Oh wait a minute. This is a "safe" Saw stop saw. We are currently involved in litigation to make its features a requirement on all table saws for which we will receive $100 per saw and the saw stop patent will receive $50 per saw, so as it looks now your claim is not profitable and could be injurious to our claims as the next best safety tool for idiots. Sorry about the "ouchie" but "nevermind…." as regards to the lawsuit. As a show of our compassion, we will only bill you $450 for the few minutes it took to evaluate your plight and post this response, even though you did not ask or request it.. Just remember: We Care For You.

LOL

Go


----------



## wwbob (Jul 12, 2010)

I cried a little after each injury. Does that help my case?

Thanks for that valuable legal information and the check's in the mail.

Bob


----------



## dq2 (Sep 21, 2010)

I could only chuckle as I read your story … not at you and not about the multiple incidents … but at the many times that there were more dents and scrapes in my body then there were in the project I was attempting. I often thought about what OSHA would say as I ran to get another band aid.
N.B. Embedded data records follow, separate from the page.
use chrono::{DateTime, Utc};
use serde::Serialize;
use std::collections::{BTreeMap, HashMap};

use crate::aggregate::{self, DerivedView};
use crate::model::{ChannelEvent, Incident, Organization, Service};
use crate::normalize::OrganizationStatus;

/// Identifies an entity for mutation ordering.
#[derive(Debug, Clone, PartialEq, Eq, Hash)]
pub enum EntityKey {
    Service(String),
    Incident(String),
}

/// A server-confirmed write, ready to be reflected locally.
#[derive(Debug, Clone, PartialEq, Eq)]
pub enum Change {
    UpsertService(Service),
    RemoveService(String),
    UpsertIncident(Incident),
    RemoveIncident(String),
}

impl Change {
    pub fn key(&self) -> EntityKey {
        match self {
            Self::UpsertService(service) => EntityKey::Service(service.id.clone()),
            Self::RemoveService(id) => EntityKey::Service(id.clone()),
            Self::UpsertIncident(incident) => EntityKey::Incident(incident.id.clone()),
            Self::RemoveIncident(id) => EntityKey::Incident(id.clone()),
        }
    }
}

#[derive(Debug, Clone, Copy, PartialEq, Eq)]
pub enum Applied {
    Changed,
    /// Stale or superseded; state untouched.
    Ignored,
    /// The message refers to something this view has never seen.
    NeedsResync,
}

/// Read-only picture of one organization's status page.
#[derive(Debug, Clone, Default, PartialEq, Eq, Serialize)]
#[serde(rename_all = "camelCase")]
pub struct Snapshot {
    /// Bumped every time the state changes.
    pub version: u64,
    pub last_synced: Option<DateTime<Utc>>,
    pub organization: Option<Organization>,
    pub services: BTreeMap<String, Service>,
    pub incidents: BTreeMap<String, Incident>,
    pub derived: DerivedView,
}

/// The state owned by an organization's view task.
#[derive(Debug, Default)]
pub struct StatusState {
    version: u64,
    last_synced: Option<DateTime<Utc>>,
    organization: Option<Organization>,
    services: BTreeMap<String, Service>,
    incidents: BTreeMap<String, Incident>,
    committed: HashMap<EntityKey, u64>,
}

impl StatusState {
    pub fn new() -> Self {
        Self::default()
    }

    /// Replace everything with a full canonical fetch.
    pub fn replace(&mut self, status: OrganizationStatus, at: DateTime<Utc>) {
        if status.organization.is_some() {
            self.organization = status.organization;
        }
        self.services = status
            .services
            .into_iter()
            .map(|service| (service.id.clone(), service))
            .collect();
        self.incidents = status
            .incidents
            .into_iter()
            .map(|incident| (incident.id.clone(), incident))
            .collect();
        self.last_synced = Some(at);
        self.version += 1;
    }

    /// Reconcile one channel message, last write wins.
    pub fn apply_event(&mut self, event: ChannelEvent, received_at: DateTime<Utc>) -> Applied {
        let applied = match event {
            ChannelEvent::StatusChange {
                service_id,
                new_status,
                last_checked,
            } => {
                let Some(service) = self.services.get_mut(&service_id) else {
                    return Applied::NeedsResync;
                };
                // Without a timestamp the queue order is all there is.
                let changed_at =
                    last_checked.unwrap_or_else(|| received_at.max(service.last_checked));
                if changed_at < service.last_checked {
                    log::debug!(
                        "Dropping stale statusChange for service {service_id} ({changed_at} < {})",
                        service.last_checked
                    );
                    Applied::Ignored
                } else {
                    service.status = new_status;
                    service.last_checked = changed_at;
                    Applied::Changed
                }
            }
            ChannelEvent::IncidentUpdate { incident } => match self.incidents.get(&incident.id) {
                Some(held) if incident.updated_at() < held.updated_at() => {
                    log::debug!("Dropping stale incidentUpdate for incident {}", incident.id);
                    Applied::Ignored
                }
                _ => {
                    self.incidents.insert(incident.id.clone(), incident);
                    Applied::Changed
                }
            },
        };
        if applied == Applied::Changed {
            self.version += 1;
        }
        applied
    }

    /// Apply a confirmed mutation unless a newer one for the same entity
    /// already landed, either as a later ticket or over the channel.
    pub fn commit(&mut self, ticket: u64, change: Change) -> Applied {
        let key = change.key();
        if let Some(&last) = self.committed.get(&key) {
            if ticket <= last {
                log::debug!("Discarding superseded result #{ticket} for {key:?} (last #{last})");
                return Applied::Ignored;
            }
        }
        self.committed.insert(key.clone(), ticket);

        let stale = match &change {
            Change::UpsertService(service) => self
                .services
                .get(&service.id)
                .is_some_and(|held| held.last_checked > service.last_checked),
            Change::UpsertIncident(incident) => self
                .incidents
                .get(&incident.id)
                .is_some_and(|held| held.updated_at() > incident.updated_at()),
            Change::RemoveService(_) | Change::RemoveIncident(_) => false,
        };
        if stale {
            log::debug!("Discarding result #{ticket} for {key:?}, newer state already held");
            return Applied::Ignored;
        }

        match change {
            Change::UpsertService(service) => {
                self.services.insert(service.id.clone(), service);
            }
            Change::RemoveService(id) => {
                self.services.remove(&id);
            }
            Change::UpsertIncident(incident) => {
                self.incidents.insert(incident.id.clone(), incident);
            }
            Change::RemoveIncident(id) => {
                self.incidents.remove(&id);
            }
        }
        self.version += 1;
        Applied::Changed
    }

    pub fn snapshot(&self) -> Snapshot {
        Snapshot {
            version: self.version,
            last_synced: self.last_synced,
            organization: self.organization.clone(),
            services: self.services.clone(),
            incidents: self.incidents.clone(),
            derived: aggregate::derive(self.services.values(), self.incidents.values()),
        }
    }
}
Thanks for the reminder that we should always look at what we are doing with safety in mind.

Glad you are OK.


----------



## Dcase (Jul 7, 2010)

I have little scars all over my hands. I have never had a big injury in the shop but I often and I do mean often end up with little cuts and scrapes. I think its just to be expected. Its almost always the dumbest of things that end up hurting me. I remember one time I was building something on the floor and I had my cordless drill sitting there with a drill bit in it. I got at some point and was walking around doing my work and all of a sudden I felt a sharp pain in my leg. Not even paying attn I walked full speed right into the drill and the bit stabbed me in the chin. I thought I was going to have to get the super glue for that one but it stopped bleeding shortly after….. I always try and be careful but with all the sharp things in a work shop I think its impossible to not have some sort of a collection of scars.


----------



## miles125 (Jun 8, 2007)

Bandaids are for woodworkers who don't understand the benefits of building up immunity to future wood allergies by letting sawdust grind down into their cuts and scrapes at every opportunity. Thats my theory and i'm sticking to it.


----------



## KentS (May 27, 2009)

Gofor-Thank you! You just made my day.


----------